據稱,關東軍司令本莊繁曾親自去勸說汲金純「出山」。汲金純的孫子汲潮在《預審員札記》中,曾詳細記錄了此節。本莊繁見到汲金純後,優禮有加,親熱地說:「在我還是小小的參謀副官時,汲翁已是赫赫有名的上將軍了。當年在遼西與俄人對壘,我曾於兩軍陣前一睹老將軍之風采,老將軍,您還認得我嗎?」

汲金純裝出一副不諳世故的樣子,眯縫著眼睛怔怔地看了半晌,說:「不,我不認識你。」這種回答,令在場的各色人等目瞪口呆。本莊繁則繼續表現出「寬容大量」的姿態,依舊笑容滿面地說,「說到張海鵬這個人,汲翁不會不認識吧?」汲金純回答:「認識,他不是要當滿洲國的侍從武官長官麼?」

經考,張海鵬是1934年10月出任偽滿皇帝的侍從武官長的,此前,張海鵬曾任「偽滿討熱作戰總司令」,後又出任偽熱河省長。而本莊繁於1932年8月即卸任關東軍司令之職。再則,張海鵬是不是一開始就想當所謂的「侍從武官長」,也殊為可疑,因為這一職位雖然顯赫,但基本屬於「宮內閑職」。所以,汲潮的這一記述只能存疑,但不管怎麼說,汲金純確實拒絕了日本人的「邀請」,並沒有擔任過偽職。

又據記載,汲金純拒任偽職,曾引來日本特務的騷擾與威嚇,甚至將汲金純的三兒子汲紹儒劫往日本。但後​​來,日本人發現,甘受驅使的人還真不少,偽滿官位已經顯現出「僧多粥少」的窘相,也不差汲金純一個人,慢慢地,也就平靜下來。後來,汲金純舉家遷錦縣。1948年,汲金純病逝於北京。
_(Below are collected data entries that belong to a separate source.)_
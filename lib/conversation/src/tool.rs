//! Tool registry for conversation mode.
//!
//! Tools are the actions the model may request during a turn. Each tool
//! declares a parameter schema and decodes its own arguments; the registry
//! dispatches calls by name and always produces text to feed back to the
//! model.

use crate::error::ToolError;
use crate::message::ToolCall;
use async_trait::async_trait;
use frontdesk_ai::ToolSpec;
use serde::de::DeserializeOwned;
use serde::{Deserialize, Serialize};
use serde_json::Value as JsonValue;
use std::collections::BTreeMap;
use std::fmt;
use std::sync::Arc;
use tracing::{debug, instrument, warn};

/// Result text returned for a call to a tool that is not registered.
pub const TOOL_NOT_FOUND: &str = "Function not found.";

/// One named parameter of a tool.
#[derive(Debug, Clone, PartialEq, Eq, Serialize, Deserialize)]
pub struct ParameterProperty {
    /// JSON type of the parameter.
    #[serde(rename = "type")]
    pub kind: String,
    /// What the parameter holds.
    pub description: String,
}

impl ParameterProperty {
    /// Creates a string parameter.
    #[must_use]
    pub fn string(description: impl Into<String>) -> Self {
        Self {
            kind: "string".to_string(),
            description: description.into(),
        }
    }
}

/// JSON schema for a tool's parameters. Always an object schema.
#[derive(Debug, Clone, PartialEq, Eq, Serialize, Deserialize)]
pub struct ParametersSchema {
    #[serde(rename = "type")]
    pub kind: String,
    pub properties: BTreeMap<String, ParameterProperty>,
    pub required: Vec<String>,
}

impl Default for ParametersSchema {
    fn default() -> Self {
        Self {
            kind: "object".to_string(),
            properties: BTreeMap::new(),
            required: Vec::new(),
        }
    }
}

impl ParametersSchema {
    /// Creates an empty object schema.
    #[must_use]
    pub fn object() -> Self {
        Self::default()
    }

    /// Adds a required parameter.
    #[must_use]
    pub fn with_required(mut self, name: impl Into<String>, property: ParameterProperty) -> Self {
        let name = name.into();
        self.required.push(name.clone());
        self.properties.insert(name, property);
        self
    }

    /// Adds an optional parameter.
    #[must_use]
    pub fn with_optional(mut self, name: impl Into<String>, property: ParameterProperty) -> Self {
        self.properties.insert(name.into(), property);
        self
    }

    /// Renders the schema as JSON.
    #[must_use]
    pub fn to_json(&self) -> JsonValue {
        let properties: serde_json::Map<String, JsonValue> = self
            .properties
            .iter()
            .map(|(name, property)| {
                (
                    name.clone(),
                    serde_json::json!({
                        "type": property.kind,
                        "description": property.description,
                    }),
                )
            })
            .collect();

        serde_json::json!({
            "type": self.kind,
            "properties": properties,
            "required": self.required,
        })
    }
}

/// Definition of a tool available during conversation.
#[derive(Debug, Clone, PartialEq, Eq, Serialize, Deserialize)]
pub struct ToolDefinition {
    /// Unique tool name.
    pub name: String,
    /// Human-readable description, shown to the model.
    pub description: String,
    /// Parameter schema.
    pub parameters: ParametersSchema,
}

impl ToolDefinition {
    /// Creates a new tool definition with no parameters.
    #[must_use]
    pub fn new(name: impl Into<String>, description: impl Into<String>) -> Self {
        Self {
            name: name.into(),
            description: description.into(),
            parameters: ParametersSchema::object(),
        }
    }

    /// Sets the parameter schema.
    #[must_use]
    pub fn with_parameters(mut self, parameters: ParametersSchema) -> Self {
        self.parameters = parameters;
        self
    }

    /// Converts the definition to the provider-facing tool spec.
    #[must_use]
    pub fn to_spec(&self) -> ToolSpec {
        ToolSpec {
            name: self.name.clone(),
            description: self.description.clone(),
            parameters: self.parameters.to_json(),
        }
    }
}

/// Trait for tool execution.
#[async_trait]
pub trait Tool: Send + Sync {
    /// Returns the tool definition.
    fn definition(&self) -> &ToolDefinition;

    /// Executes the tool with the provider's JSON-encoded arguments.
    async fn execute(&self, arguments: &str) -> Result<String, ToolError>;
}

/// Decodes a tool's JSON-encoded arguments into `T`.
///
/// An empty payload decodes as `{}`. Anything that is not a JSON object is
/// rejected with [`ToolError::InvalidInput`].
pub fn decode_arguments<T: DeserializeOwned>(tool: &str, arguments: &str) -> Result<T, ToolError> {
    let invalid = |reason: String| ToolError::InvalidInput {
        name: tool.to_string(),
        reason,
    };

    let trimmed = arguments.trim();
    let raw = if trimmed.is_empty() { "{}" } else { trimmed };

    let value: JsonValue = serde_json::from_str(raw).map_err(|e| invalid(e.to_string()))?;
    if !value.is_object() {
        return Err(invalid(format!(
            "expected a JSON object, got {}",
            json_kind(&value)
        )));
    }

    serde_json::from_value(value).map_err(|e| invalid(e.to_string()))
}

fn json_kind(value: &JsonValue) -> &'static str {
    match value {
        JsonValue::Null => "null",
        JsonValue::Bool(_) => "a boolean",
        JsonValue::Number(_) => "a number",
        JsonValue::String(_) => "a string",
        JsonValue::Array(_) => "an array",
        JsonValue::Object(_) => "an object",
    }
}

/// Registry of available tools, in registration order.
#[derive(Clone, Default)]
pub struct ToolRegistry {
    tools: Vec<Arc<dyn Tool>>,
}

impl fmt::Debug for ToolRegistry {
    fn fmt(&self, f: &mut fmt::Formatter<'_>) -> fmt::Result {
        f.debug_list()
            .entries(self.tools.iter().map(|tool| &tool.definition().name))
            .finish()
    }
}

impl ToolRegistry {
    /// Creates a new empty registry.
    #[must_use]
    pub fn new() -> Self {
        Self { tools: Vec::new() }
    }

    /// Registers a tool. A tool with the same name is replaced in place.
    pub fn register(&mut self, tool: Arc<dyn Tool>) {
        let name = tool.definition().name.clone();
        match self
            .tools
            .iter_mut()
            .find(|existing| existing.definition().name == name)
        {
            Some(existing) => *existing = tool,
            None => self.tools.push(tool),
        }
    }

    /// Gets a tool by name.
    #[must_use]
    pub fn get(&self, name: &str) -> Option<&Arc<dyn Tool>> {
        self.tools.iter().find(|tool| tool.definition().name == name)
    }

    /// Returns all registered tool definitions.
    pub fn definitions(&self) -> impl Iterator<Item = &ToolDefinition> {
        self.tools.iter().map(|tool| tool.definition())
    }

    /// Returns the number of registered tools.
    #[must_use]
    pub fn len(&self) -> usize {
        self.tools.len()
    }

    /// Returns whether the registry is empty.
    #[must_use]
    pub fn is_empty(&self) -> bool {
        self.tools.is_empty()
    }

    /// Converts definitions to the format expected by LLM APIs.
    #[must_use]
    pub fn to_llm_format(&self) -> Vec<ToolSpec> {
        self.definitions().map(ToolDefinition::to_spec).collect()
    }

    /// Executes a tool call and returns the text to feed back to the model.
    ///
    /// Never fails: unknown tools yield [`TOOL_NOT_FOUND`] and tool errors
    /// yield their display text.
    #[instrument(skip(self, call), fields(tool = %call.name, call_id = %call.id))]
    pub async fn execute(&self, call: &ToolCall) -> String {
        let Some(tool) = self.get(&call.name) else {
            let error = ToolError::NotFound {
                name: call.name.clone(),
            };
            warn!(%error, "tool not found");
            return TOOL_NOT_FOUND.to_string();
        };

        match tool.execute(&call.arguments).await {
            Ok(output) => {
                debug!("tool executed");
                output
            }
            Err(error) => {
                warn!(%error, "tool rejected its arguments");
                error.to_string()
            }
        }
    }
}

#[cfg(test)]
mod tests {
    use super::*;

    #[derive(Deserialize)]
    struct EchoArgs {
        #[serde(default)]
        text: Option<String>,
    }

    struct Echo {
        definition: ToolDefinition,
    }

    impl Echo {
        fn new(name: &str) -> Self {
            Self {
                definition: ToolDefinition::new(name, "Repeat the text").with_parameters(
                    ParametersSchema::object()
                        .with_required("text", ParameterProperty::string("Text to repeat")),
                ),
            }
        }
    }

    #[async_trait]
    impl Tool for Echo {
        fn definition(&self) -> &ToolDefinition {
            &self.definition
        }

        async fn execute(&self, arguments: &str) -> Result<String, ToolError> {
            let args: EchoArgs = decode_arguments(&self.definition.name, arguments)?;
            Ok(args.text.unwrap_or_else(|| "(nothing)".to_string()))
        }
    }

    #[test]
    fn schema_renders_as_object() {
        let schema = ParametersSchema::object()
            .with_required("email", ParameterProperty::string("The customer's email address"))
            .with_optional("note", ParameterProperty::string("Anything else"));

        let json = schema.to_json();
        assert_eq!(json["type"], "object");
        assert_eq!(json["properties"]["email"]["type"], "string");
        assert_eq!(
            json["properties"]["email"]["description"],
            "The customer's email address"
        );
        assert_eq!(json["required"], serde_json::json!(["email"]));
    }

    #[test]
    fn tool_registry_operations() {
        let mut registry = ToolRegistry::new();
        assert!(registry.is_empty());

        registry.register(Arc::new(Echo::new("echo")));
        registry.register(Arc::new(Echo::new("shout")));
        registry.register(Arc::new(Echo::new("echo")));

        assert_eq!(registry.len(), 2);
        assert!(registry.get("echo").is_some());
        assert!(registry.get("nonexistent").is_none());

        let names: Vec<_> = registry.definitions().map(|d| d.name.as_str()).collect();
        assert_eq!(names, vec!["echo", "shout"]);
    }

    #[test]
    fn tool_registry_llm_format() {
        let mut registry = ToolRegistry::new();
        registry.register(Arc::new(Echo::new("echo")));

        let specs = registry.to_llm_format();
        assert_eq!(specs.len(), 1);
        assert_eq!(specs[0].name, "echo");
        assert_eq!(specs[0].parameters["properties"]["text"]["type"], "string");
    }

    #[tokio::test]
    async fn execute_dispatches_by_name() {
        let mut registry = ToolRegistry::new();
        registry.register(Arc::new(Echo::new("echo")));

        let output = registry
            .execute(&ToolCall::new("call_1", "echo", r#"{"text":"hi"}"#))
            .await;
        assert_eq!(output, "hi");
    }

    #[tokio::test]
    async fn unknown_tool_yields_sentinel() {
        let registry = ToolRegistry::new();

        let output = registry
            .execute(&ToolCall::new("call_1", "book_session", "{}"))
            .await;
        assert_eq!(output, TOOL_NOT_FOUND);
    }

    #[tokio::test]
    async fn malformed_arguments_are_fed_back() {
        let mut registry = ToolRegistry::new();
        registry.register(Arc::new(Echo::new("echo")));

        let output = registry
            .execute(&ToolCall::new("call_1", "echo", "[1, 2]"))
            .await;
        assert_eq!(
            output,
            "Invalid arguments for tool 'echo': expected a JSON object, got an array"
        );

        let output = registry
            .execute(&ToolCall::new("call_2", "echo", "{not json"))
            .await;
        assert!(output.starts_with("Invalid arguments for tool 'echo': "));
    }

    #[test]
    fn empty_arguments_decode_as_empty_object() {
        let args: EchoArgs = decode_arguments("echo", "  ").expect("decode");
        assert!(args.text.is_none());
    }
}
考汲金純一生,生於貧賤之家,起於草莽之間,而官至熱河都統,成一方封疆大吏,當有常人不及之處。尤其是他原非張作霖的班底,28師師長風波時,又鬧得很兇。但二人最終找到了合作的基調,因而相處融洽。郭松齡兵變時,汲金純旗幟鮮明地站在張作霖一邊,立功不小。而東北淪陷後,汲金純為取得日偽發還其家產,返回奉天,卻始終未出任偽職,只做了日偽統治下的一個「順民」,亦不失最起碼的民族氣節。至於督熱期間,廣殖鴉片,搜刮地面,原也是武夫當政的「通例」,我們也沒法子指望汲金純做得更好--他畢竟是一個軍閥。